(Collected data)
═══
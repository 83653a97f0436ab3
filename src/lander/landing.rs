//! Touchdown classification and scoring.
//!
//! Checks run in a fixed order and the first failure wins:
//!
//! 1. Not a landing pad → [`LandingType::WrongLandingArea`]
//! 2. Impact speed above `soft_landing_speed` → [`LandingType::TooFastLanding`]
//! 3. `dot(world_up, lander_up)` below `min_landing_dot` → [`LandingType::TooSteepAngle`]
//! 4. Otherwise → [`LandingType::Success`]
//!
//! A successful landing scores
//! `round((angle_score + speed_score) × pad_multiplier)` where
//!
//! | Term          | Formula                                              |
//! |---------------|------------------------------------------------------|
//! | `angle_score` | `max_angle_score − abs(dot − 1) × dot_multiplier × max_angle_score` |
//! | `speed_score` | `(soft_landing_speed − speed) × speed_score_per_unit` |
//!
//! Rounding sends exact halves to the even neighbour.

use crate::constants::{
    ANGLE_SCORE_DOT_MULTIPLIER, MAX_ANGLE_SCORE, MIN_LANDING_DOT, SOFT_LANDING_SPEED,
    SPEED_SCORE_PER_UNIT,
};

#[derive(Debug, Clone, Copy, PartialEq, Eq, Hash)]
pub enum LandingType {
    Success,
    WrongLandingArea,
    TooSteepAngle,
    TooFastLanding,
}

impl LandingType {
    #[inline]
    pub fn is_crash(self) -> bool {
        self != LandingType::Success
    }
}

/// Result of a single touchdown, published with [`super::LanderEvent::Landed`].
#[derive(Debug, Clone, Copy, PartialEq)]
pub struct LandingOutcome {
    pub landing_type: LandingType,
    pub score: i32,
    /// Cosine of the tilt at touchdown.  0 when the check never got that far.
    pub dot_vector: f32,
    /// Impact speed.  0 for a terrain crash.
    pub landing_speed: f32,
    /// The pad's multiplier on success, 0 otherwise.
    pub score_multiplier: f32,
}

/// Thresholds and weights for [`evaluate_landing`].
#[derive(Debug, Clone, Copy, PartialEq)]
pub struct LandingRules {
    pub soft_landing_speed: f32,
    pub min_landing_dot: f32,
    pub max_angle_score: f32,
    pub angle_score_dot_multiplier: f32,
    pub speed_score_per_unit: f32,
}

impl Default for LandingRules {
    fn default() -> Self {
        Self {
            soft_landing_speed: SOFT_LANDING_SPEED,
            min_landing_dot: MIN_LANDING_DOT,
            max_angle_score: MAX_ANGLE_SCORE,
            angle_score_dot_multiplier: ANGLE_SCORE_DOT_MULTIPLIER,
            speed_score_per_unit: SPEED_SCORE_PER_UNIT,
        }
    }
}

/// What the lander touched.
#[derive(Debug, Clone, Copy, PartialEq)]
pub struct Contact {
    /// `Some(score_multiplier)` when the other body is a landing pad.
    pub pad_multiplier: Option<f32>,
    /// Relative speed of the two bodies at impact.
    pub impact_speed: f32,
}

impl LandingRules {
    pub fn angle_score(&self, dot_vector: f32) -> f32 {
        self.max_angle_score
            - (dot_vector - 1.0).abs() * self.angle_score_dot_multiplier * self.max_angle_score
    }

    pub fn speed_score(&self, impact_speed: f32) -> f32 {
        (self.soft_landing_speed - impact_speed) * self.speed_score_per_unit
    }
}

/// Classify a touchdown.  `dot_vector` is `dot(world_up, lander_up)`.
pub fn evaluate_landing(rules: &LandingRules, contact: Contact, dot_vector: f32) -> LandingOutcome {
    let Some(multiplier) = contact.pad_multiplier else {
        return LandingOutcome {
            landing_type: LandingType::WrongLandingArea,
            score: 0,
            dot_vector: 0.0,
            landing_speed: 0.0,
            score_multiplier: 0.0,
        };
    };

    let speed = contact.impact_speed;
    if speed > rules.soft_landing_speed {
        return LandingOutcome {
            landing_type: LandingType::TooFastLanding,
            score: 0,
            dot_vector: 0.0,
            landing_speed: speed,
            score_multiplier: 0.0,
        };
    }

    if dot_vector < rules.min_landing_dot {
        return LandingOutcome {
            landing_type: LandingType::TooSteepAngle,
            score: 0,
            dot_vector,
            landing_speed: speed,
            score_multiplier: 0.0,
        };
    }

    let raw = (rules.angle_score(dot_vector) + rules.speed_score(speed)) * multiplier;
    LandingOutcome {
        landing_type: LandingType::Success,
        score: raw.round_ties_even() as i32,
        dot_vector,
        landing_speed: speed,
        score_multiplier: multiplier,
    }
}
═══
Assignment: A complete answer lists each line of the data that holds the word "LandingType".

Response to this task:
//! 1. Not a landing pad → [`LandingType::WrongLandingArea`]
//! 2. Impact speed above `soft_landing_speed` → [`LandingType::TooFastLanding`]
//! 3. `dot(world_up, lander_up)` below `min_landing_dot` → [`LandingType::TooSteepAngle`]
//! 4. Otherwise → [`LandingType::Success`]
pub enum LandingType {
impl LandingType {
        self != LandingType::Success
    pub landing_type: LandingType,
            landing_type: LandingType::WrongLandingArea,
            landing_type: LandingType::TooFastLanding,
            landing_type: LandingType::TooSteepAngle,
        landing_type: LandingType::Success,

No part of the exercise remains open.